Once the network is in place, heat that otherwise goes to waste can be harnessed and used: for example, waste heat from industry, from power stations or from low temperature heat sources such as from data centres. Heat can even be taken from the rivers and canals that run through many town centres and from the warm mine-water left in old coal mines.

Reducing consumer bills

Heat networks can mean lower bills for consumers. Bill savings of at least 30% have been achieved when replacing electric heaters in tower blocks. In this way, heat networks can help in our battle against fuel poverty too.

Catalyst for local growth

New infrastructure investment is a catalyst for local growth. Local authorities often incorporate heat networks to drive regeneration and attract new business.

Flexible stable energy system

The energy system, like the whole economy, is an integrated and complex system. Heat networks can have a beneficial impact on the stability and cost-effectiveness of the whole system. A large heat network system, especially when combined with a large thermal store (hot water tank), offers a cheap and easy way of storing energy until it is needed. This can include taking any surplus supplies of electricity and converting them to useable heat, to the benefit of the overall energy system.

Government support

14. We have a strong track record in supporting heat networks growth across the country. In 2013, we set up our Heat Network Delivery Unit (HNDU) to support local authorities in England and Wales through the early stages of heat network project development. Through HNDU support we have invested over £17 million in grant funding to more than 200 projects across 140 local authorities to act as the catalyst to build a thriving market.[footnote 15]

15. Through our flagship Heat Networks Investment Project (HNIP), which we launched in October, we are investing up to £320 million in heat network projects to accelerate market growth to the levels needed to achieve our carbon targets. We awarded £24 million of funding to nine pilot projects in April 2017, which has provided valuable learning to maximise the effectiveness of the remaining government investment from the HNIP main scheme. This funding will be allocated from April 2019 for up to three years.[footnote 16] We expect that HNIP will leverage in around £1 billion of private and other investment through capital grants and loans to support the commercialisation and construction of heat networks. This, combined with HNDU, is supporting a range of high-quality heat network projects across England and Wales.[footnote 17] In Scotland, the District Heating Loan Fund offers loans to support the development of district heating networks.[footnote 18]

16. HNIP will deliver a step change in the heat networks market improving skills and capability, demonstrating to banks and investors that heat networks are a viable investment proposition and reducing costs. Commissioned research from the Carbon Trust has highlighted several ways in which cost reductions can be achieved.[footnote 19] We expect an active and growing market to drive greater competition between developers. Greater harmonisation of standards in the sector, supported by the market framework, will drive competition, reduce operation risks and give investors greater overall certainty. Combined, this will lead to a lowering of finance and investment costs and facilitate greater economies of scale from larger heat networks.
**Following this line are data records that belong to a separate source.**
//! End-to-end tests: a scheduler wired with the in-memory store, static
//! provider and simulated exchange runs full trading cycles against seeded
//! market data.

use std::sync::Arc;
use std::time::Duration;

use chrono::{Duration as ChronoDuration, TimeZone, Utc};

use astraeus::application::scheduler::{AutomationScheduler, SchedulerState};
use astraeus::config::AutomationConfig;
use astraeus::domain::entities::asset::{AssetClass, AssetSnapshot};
use astraeus::domain::entities::price_sample::PriceSample;
use astraeus::domain::services::analysis_engine::AnalysisEngine;
use astraeus::domain::services::risk_manager::{RiskConfig, RiskManager};
use astraeus::domain::services::trading_executor::TradingExecutor;
use astraeus::infrastructure::exchange::SimulatedExchange;
use astraeus::infrastructure::market_data::{
    InMemoryMarketStore, MarketDataStore, StaticDataProvider,
};
use astraeus::infrastructure::notifier::LogNotifier;

fn test_config(symbols: &[&str]) -> AutomationConfig {
    AutomationConfig {
        symbols: symbols.iter().map(|s| s.to_string()).collect(),
        min_history_len: 30,
        max_daily_deployment: 200_000.0,
        ..AutomationConfig::default()
    }
}

/// Steadily rising hourly closes, enough history for a full analysis.
fn rising_history(symbol: &str, start_price: f64, bars: usize) -> Vec<PriceSample> {
    let start = Utc.with_ymd_and_hms(2026, 8, 1, 0, 0, 0).unwrap();
    let mut price = start_price;
    (0..bars)
        .map(|i| {
            price *= 1.01;
            PriceSample::new(
                symbol.to_string(),
                start + ChronoDuration::hours(i as i64),
                price,
                price * 1.005,
                price * 0.995,
                price,
                1e7,
            )
            .unwrap()
        })
        .collect()
}

fn snapshot(symbol: &str, price: f64) -> AssetSnapshot {
    AssetSnapshot {
        symbol: symbol.to_string(),
        name: symbol.to_string(),
        classification: AssetClass::Layer1,
        market_cap: 1e11,
        volume_24h: 1e9,
        price,
        change_24h: 5.0,
    }
}

fn build_scheduler(
    config: AutomationConfig,
    store: Arc<InMemoryMarketStore>,
    provider: Arc<StaticDataProvider>,
    exchange: Arc<SimulatedExchange>,
) -> Arc<AutomationScheduler> {
    let engine = AnalysisEngine::new(
        config.weights,
        config.signal_threshold,
        config.strength_ceiling,
        config.min_history_len,
    );
    let risk = RiskManager::new(RiskConfig {
        risk_per_trade_percent: config.risk_per_trade_percent,
        max_portfolio_var_percent: config.max_portfolio_var_percent,
        max_daily_deployment: config.max_daily_deployment,
        max_concurrent_positions: config.max_concurrent_positions,
        default_stop_loss_pct: config.default_stop_loss_pct,
        default_take_profit_pct: config.default_take_profit_pct,
        black_swan_volatility_threshold: config.black_swan_volatility_threshold,
        liquidation_policy: config.liquidation_policy,
    });
    let executor = TradingExecutor::new(
        exchange,
        store.clone(),
        Duration::from_millis(config.external_call_timeout_ms),
        config.initial_capital,
    );
    Arc::new(AutomationScheduler::new(
        config,
        engine,
        risk,
        executor,
        store,
        provider,
        Arc::new(LogNotifier),
    ))
}

#[tokio::test]
async fn test_full_cycle_opens_position_on_uptrend() {
    let store = Arc::new(InMemoryMarketStore::new());
    let history = rising_history("BTC-USD", 40000.0, 60);
    let last_price = history.last().unwrap().close.value();
    store.seed_history(history);

    let provider = Arc::new(StaticDataProvider::new(vec![snapshot(
        "BTC-USD", last_price,
    )]));
    let exchange = Arc::new(SimulatedExchange::new(0.001));
    exchange.set_price("BTC-USD", last_price);

    let scheduler = build_scheduler(test_config(&["BTC-USD"]), store.clone(), provider, exchange);

    let outcome = scheduler.run_trading_cycle().await;
    assert_eq!(outcome.analyzed, 1);
    assert_eq!(outcome.executed, 1);
    assert_eq!(outcome.failures, 0);

    let positions = store.positions().await.unwrap();
    assert_eq!(positions.len(), 1);
    assert!(positions[0].is_active());
    assert_eq!(positions[0].symbol, "BTC-USD");

    let trades = store.trades().await.unwrap();
    assert_eq!(trades.len(), 1);
}

#[tokio::test]
async fn test_second_cycle_rejects_duplicate_entry() {
    let store = Arc::new(InMemoryMarketStore::new());
    let history = rising_history("ETH-USD", 2000.0, 60);
    let last_price = history.last().unwrap().close.value();
    store.seed_history(history);

    let provider = Arc::new(StaticDataProvider::new(vec![snapshot(
        "ETH-USD", last_price,
    )]));
    let exchange = Arc::new(SimulatedExchange::new(0.0));
    exchange.set_price("ETH-USD", last_price);

    let scheduler = build_scheduler(test_config(&["ETH-USD"]), store.clone(), provider, exchange);

    let first = scheduler.run_trading_cycle().await;
    assert_eq!(first.executed, 1);

    let second = scheduler.run_trading_cycle().await;
    assert_eq!(second.executed, 0);
    assert_eq!(second.rejected, 1);

    let active = store
        .positions()
        .await
        .unwrap()
        .into_iter()
        .filter(|p| p.is_active())
        .count();
    assert_eq!(active, 1);
}

#[tokio::test]
async fn test_cycle_isolates_asset_without_history() {
    let store = Arc::new(InMemoryMarketStore::new());
    // Only BTC has history; the unknown symbol analyzes to None and is
    // skipped without failing the cycle.
    let history = rising_history("BTC-USD", 40000.0, 60);
    let last_price = history.last().unwrap().close.value();
    store.seed_history(history);

    let provider = Arc::new(StaticDataProvider::new(vec![
        snapshot("BTC-USD", last_price),
        snapshot("NEW-USD", 10.0),
    ]));
    let exchange = Arc::new(SimulatedExchange::new(0.0));
    exchange.set_price("BTC-USD", last_price);

    let scheduler = build_scheduler(
        test_config(&["BTC-USD", "NEW-USD"]),
        store.clone(),
        provider,
        exchange,
    );

    let outcome = scheduler.run_trading_cycle().await;
    assert_eq!(outcome.analyzed, 1);
    assert_eq!(outcome.executed, 1);
    assert_eq!(outcome.failures, 0);
}

#[tokio::test]
async fn test_refresh_is_idempotent_on_replayed_samples() {
    let store = Arc::new(InMemoryMarketStore::new());
    let provider = Arc::new(StaticDataProvider::new(vec![snapshot("BTC-USD", 50000.0)]));
    let sample = PriceSample::new(
        "BTC-USD".to_string(),
        Utc.with_ymd_and_hms(2026, 8, 20, 12, 0, 0).unwrap(),
        50000.0,
        50100.0,
        49900.0,
        50000.0,
        1e7,
    )
    .unwrap();
    // The same sample offered twice, e.g. a provider replay.
    provider.push_samples("BTC-USD", vec![sample.clone(), sample]);

    let exchange = Arc::new(SimulatedExchange::new(0.0));
    let scheduler = build_scheduler(test_config(&["BTC-USD"]), store.clone(), provider, exchange);

    scheduler.run_refresh().await.unwrap();
    scheduler.run_refresh().await.unwrap();

    let history = store.price_history("BTC-USD", 10).await.unwrap();
    assert_eq!(history.len(), 1);
}

#[tokio::test]
async fn test_scheduler_lifecycle_under_load() {
    let store = Arc::new(InMemoryMarketStore::new());
    let history = rising_history("BTC-USD", 40000.0, 60);
    let last_price = history.last().unwrap().close.value();
    store.seed_history(history);

    let provider = Arc::new(StaticDataProvider::new(vec![snapshot(
        "BTC-USD", last_price,
    )]));
    let exchange = Arc::new(SimulatedExchange::new(0.0));
    exchange.set_price("BTC-USD", last_price);

    let scheduler = build_scheduler(test_config(&["BTC-USD"]), store, provider, exchange);

    scheduler.start().await;
    assert_eq!(scheduler.state(), SchedulerState::Running);

    // Let the immediately-due interval ticks run.
    tokio::time::sleep(Duration::from_millis(50)).await;

    scheduler.stop().await;
    assert_eq!(scheduler.state(), SchedulerState::Stopped);

    // Stopping again stays a no-op.
    scheduler.stop().await;
    assert_eq!(scheduler.state(), SchedulerState::Stopped);
}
17. However, our intention has always been that HNIP should inform the development of a longer-term market framework, including potential legislative changes.[footnote 20] As well as ensuring the environmental benefits of heat networks, this framework will ensure ongoing investment and protect consumers. These second two elements are mutually-reinforcing. Higher consumer protection standards are likely to improve the reputation of heat networks among consumers; this in turn will help to attract heat network developers and investors. Developers will be looking to supply a popular product and investors will have greater reassurance in the long-term viability of projects.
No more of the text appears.